February 11, 2011 (New Orleans, Louisiana) — A retrospective review of a large database shows that treatment of severe psoriasis with tumor necrosis factor alfa (TNF-α) inhibitors is associated with a reduced risk for myocardial infarction (MI), according to Jashin Wu, MD, from Kaiser Permanente Los Angeles Medical Center in California.

Dr. Wu presented the results here at the American Academy of Dermatology 69th Annual Meeting.

Psoriasis is one of the most common chronic skin conditions in the United States and worldwide, affecting approximately 2% to 3% of people, Dr. Wu said. Recently, people with psoriasis have been shown to be at increased risk for cardiovascular disease, including MI and stroke.

In this study, Dr. Wu and his colleagues sought to determine whether patients with psoriasis treated with TNF-α inhibitors have a decreased risk for MI, compared with those not treated with TNF-α inhibitors.

They used data from the Kaiser Permanente Southern California group of members between January 2004 and December 31, 2008. The cohort consisted of 21,081 patients, 48% of whom were men, with a mean age of 50 years. The patients were followed until November 30, 2010 for the occurrence of MI, and the median follow-up was 3.6 years.

Among the cohort, 22% had type 2 diabetes mellitus, more than half had dyslipidemia and hypertension, and slightly less than half had psoriatic arthritis, Dr.
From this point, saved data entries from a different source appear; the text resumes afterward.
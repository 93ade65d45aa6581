/*
 * Copyright (c) 2023.
 *
 * This software is free software;
 *
 * You can redistribute it or modify it under terms of the MIT, Apache License or Zlib license
 */

//! Global decoder options
//!
//! One set of options is shared by every relic decoder, each decoder
//! documents which of them it respects.

/// Largest width or height any decoder will accept.
///
/// Dimension fields above this are treated as corrupt, it keeps
/// stride computations far away from overflow on 32 bit targets.
pub const MAX_DIMENSIONS: usize = 0x00FF_FFFF;

/// Default width and height limit, raise it with
/// [`DecoderOptions::set_max_width`] and [`DecoderOptions::set_max_height`]
pub const DEFAULT_MAX_DIMENSION: usize = 1 << 14;

/// The endianness used to store samples that span more than one byte
///
/// Only two byte pixels (`Xrgb1555`) are affected.
#[derive(Copy, Clone, Debug, Eq, PartialEq, Default)]
pub enum ByteEndian {
    /// Little endian
    LE,
    /// Big endian
    BE,
    /// The endianness of the machine running the decoder
    #[default]
    Native
}

impl ByteEndian {
    /// Resolve `Native` into the host byte order
    pub const fn resolve(self) -> ByteEndian {
        match self {
            ByteEndian::Native => {
                if cfg!(target_endian = "little") {
                    ByteEndian::LE
                } else {
                    ByteEndian::BE
                }
            }
            endian => endian
        }
    }
}

/// Decoder options
///
/// Not all options are respected by all decoders
#[derive(Debug, Copy, Clone)]
pub struct DecoderOptions {
    /// Maximum width for which decoders will
    /// not try to decode images larger than
    /// the specified width.
    ///
    /// - Default value: `1 << 14`
    /// - Respected by: `all decoders`
    max_width:   usize,
    /// Maximum height for which decoders will not
    /// try to decode images larger than the
    /// specified height
    ///
    /// - Default value: `1 << 14`
    /// - Respected by: `all decoders`
    max_height:  usize,
    /// Whether oddities that are usually tolerated
    /// should be reported as errors
    ///
    /// - Default value: false
    /// - Respected by: `all decoders`
    strict_mode: bool,
    /// The byte endian of two byte pixels in the output
    ///
    /// - Default value: `ByteEndian::Native`
    /// - Respected by: `tga`
    endianness:  ByteEndian
}

impl Default for DecoderOptions {
    fn default() -> Self {
        DecoderOptions {
            max_width:   DEFAULT_MAX_DIMENSION,
            max_height:  DEFAULT_MAX_DIMENSION,
            strict_mode: false,
            endianness:  ByteEndian::Native
        }
    }
}

impl DecoderOptions {
    /// Create default options, identical to `DecoderOptions::default()`
    pub fn new() -> DecoderOptions {
        DecoderOptions::default()
    }

    /// Get maximum width configured for which the decoder
    /// should not try to decode images greater than this width
    pub const fn get_max_width(&self) -> usize {
        self.max_width
    }

    /// Get maximum height configured for which the decoder should
    /// not try to decode images greater than this height
    pub const fn get_max_height(&self) -> usize {
        self.max_height
    }

    /// Return true whether the decoder should be in strict mode
    /// and reject tolerated oddities
    pub const fn get_strict_mode(&self) -> bool {
        self.strict_mode
    }

    /// Get the byte endian for which samples that span more than one byte will
    /// be stored
    pub const fn get_byte_endian(&self) -> ByteEndian {
        self.endianness
    }

    /// Set maximum width for which the decoder should not try
    /// decoding images greater than that width
    ///
    /// Values above [`MAX_DIMENSIONS`] are clamped to it.
    #[must_use]
    pub fn set_max_width(mut self, width: usize) -> Self {
        self.max_width = width.min(MAX_DIMENSIONS);
        self
    }

    /// Set maximum height for which the decoder should not try
    /// decoding images greater than that height
    ///
    /// Values above [`MAX_DIMENSIONS`] are clamped to it.
    #[must_use]
    pub fn set_max_height(mut self, height: usize) -> Self {
        self.max_height = height.min(MAX_DIMENSIONS);
        self
    }

    /// Set whether the decoder should be in strict mode
    ///
    /// This reduces the error tolerance level for the decoders, quirks that are
    /// normally logged and worked around become errors
    #[must_use]
    pub fn set_strict_mode(mut self, yes: bool) -> Self {
        self.strict_mode = yes;
        self
    }

    /// Set the byte endian for which two byte pixels will be stored
    #[must_use]
    pub fn set_byte_endian(mut self, endian: ByteEndian) -> Self {
        self.endianness = endian;
        self
    }
}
Wu noted.

The researchers found that treatment with TNF-α inhibitors was associated with a significantly reduced risk for MI, compared with other treatments. The hazard ratio was 0.52 (P < .05), Dr. Wu reported.

"This is the first large-scale retrospective cohort to show that the use of [TNF-α] inhibitors for psoriasis is associated with a significant reduction in risk of MI, compared with psoriasis patients not treated with [TNF-α] inhibitors," Dr. Wu told Medscape Medical News in an interview after his presentation.

"Dermatologists should be aware that patients with severe psoriasis are at risk for myocardial infarction and that treatment with [TNF-α] inhibitors may be associated with a reduction in MI risk," he said.

Dr. Wu added that his study cannot show causality. However, "future studies may show that treatment with [TNF-α] inhibitors does reduce MI risk."

One explanation for this reduced risk might be the decrease in overall inflammation, he suggested. "C-reactive protein [CRP] is a marker for inflammation, and elevated CRP levels are associated with an increased risk for MI. A study in 2008 showed that after 12 weeks of etanercept therapy, CRP was significantly reduced in those with psoriasis and psoriatic arthritis."

The results of this review raise the possibility that TNF-α inhibitors reduce the risk for stroke and other cardiovascular events, he said.

Commenting on this study for Medscape Medical News, Paolo Romanelli, MD, from the University of Miami Miller School of Medicine in Florida, noted that some issues were not very well explained in the study.

"They did not tell us what the average treatment duration of [TNF-α] was, but this is important to know. Do we need continuous treatment to get this effect? Also, homocysteine is a risk factor, especially if you are comparing etanercept with methotrexate, so I believe that homocysteine should have been part of the risk factor criteria," he said.

On a positive note, this was a large, strong, epidemiologic study, "so it definitely has some input for future strategies, perhaps even a clinical trial," Dr. Romanelli said.

Dr. Wu and Dr. Romanelli have disclosed no relevant financial relationships.

American Academy of Dermatology (AAD) 69th Annual Meeting. Abstract P400. Presented February 6, 2011.